▸ Description of the task
If a line in the records below includes the word "results", count it, then give the total and nothing else.
** Opening Data listing block **
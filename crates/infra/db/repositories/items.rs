use anyhow::Result;
use async_trait::async_trait;
use diesel::{RunQueryDsl, delete, insert_into, pg::Pg, prelude::*, update};
use std::sync::Arc;
use uuid::Uuid;

use crate::{
    domain,
    infra::db::postgres::{
        errors::{contains_pattern, map_constraint_error},
        postgres_connection::PgPoolSquad,
        schema::{categories, item_types, items},
    },
};
use domain::{
    entities::items::{InsertItemEntity, ItemEntity, UpdateItemEntity},
    repositories::items::ItemRepository,
    value_objects::{items::ItemsFilter, pagination::Pagination},
};

pub struct ItemPostgres {
    db_pool: Arc<PgPoolSquad>,
}

impl ItemPostgres {
    pub fn new(db_pool: Arc<PgPoolSquad>) -> Self {
        Self { db_pool }
    }

    fn filtered(filter: &ItemsFilter) -> items::BoxedQuery<'static, Pg> {
        let mut query = items::table.into_boxed();

        if let Some(q) = filter.q.as_deref().map(str::trim).filter(|q| !q.is_empty()) {
            let pattern = contains_pattern(q);
            query = query.filter(
                items::name
                    .ilike(pattern.clone())
                    .or(items::description.ilike(pattern)),
            );
        }

        if let Some(type_id) = filter.type_id {
            query = query.filter(items::type_id.eq(type_id));
        }

        if let Some(category_id) = filter.category_id {
            query = query.filter(items::category_id.eq(category_id));
        }

        query
    }
}

#[async_trait]
impl ItemRepository for ItemPostgres {
    async fn create(&self, item: InsertItemEntity) -> Result<ItemEntity> {
        let mut conn = Arc::clone(&self.db_pool).get()?;

        let created = insert_into(items::table)
            .values(&item)
            .returning(ItemEntity::as_returning())
            .get_result::<ItemEntity>(&mut conn)
            .map_err(map_constraint_error)?;

        Ok(created)
    }

    async fn list(
        &self,
        filter: ItemsFilter,
        pagination: Pagination,
    ) -> Result<(Vec<ItemEntity>, i64)> {
        let mut conn = Arc::clone(&self.db_pool).get()?;

        let total = Self::filtered(&filter)
            .count()
            .get_result::<i64>(&mut conn)?;

        let results = Self::filtered(&filter)
            .order(items::created_at.desc())
            .offset(pagination.offset())
            .limit(pagination.limit)
            .select(ItemEntity::as_select())
            .load::<ItemEntity>(&mut conn)?;

        Ok((results, total))
    }

    async fn find_by_id(&self, item_id: Uuid) -> Result<Option<ItemEntity>> {
        let mut conn = Arc::clone(&self.db_pool).get()?;

        let result = items::table
            .find(item_id)
            .select(ItemEntity::as_select())
            .first::<ItemEntity>(&mut conn)
            .optional()?;

        Ok(result)
    }

    async fn update(&self, item_id: Uuid, changes: UpdateItemEntity) -> Result<Option<ItemEntity>> {
        let mut conn = Arc::clone(&self.db_pool).get()?;

        let updated = update(items::table.find(item_id))
            .set(&changes)
            .returning(ItemEntity::as_returning())
            .get_result::<ItemEntity>(&mut conn)
            .optional()
            .map_err(map_constraint_error)?;

        Ok(updated)
    }

    async fn delete(&self, item_id: Uuid) -> Result<bool> {
        let mut conn = Arc::clone(&self.db_pool).get()?;

        let affected = delete(items::table.find(item_id)).execute(&mut conn)?;

        Ok(affected > 0)
    }

    async fn distinct_category_names(&self) -> Result<Vec<String>> {
        let mut conn = Arc::clone(&self.db_pool).get()?;

        let names = items::table
            .inner_join(categories::table)
            .select(categories::name)
            .distinct()
            .order(categories::name.asc())
            .load::<String>(&mut conn)?;

        Ok(names)
    }

    async fn distinct_type_names(&self) -> Result<Vec<String>> {
        let mut conn = Arc::clone(&self.db_pool).get()?;

        let names = items::table
            .inner_join(item_types::table)
            .select(item_types::name)
            .distinct()
            .order(item_types::name.asc())
            .load::<String>(&mut conn)?;

        Ok(names)
    }
}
** Closing Data listing block **
▸ Task solution
2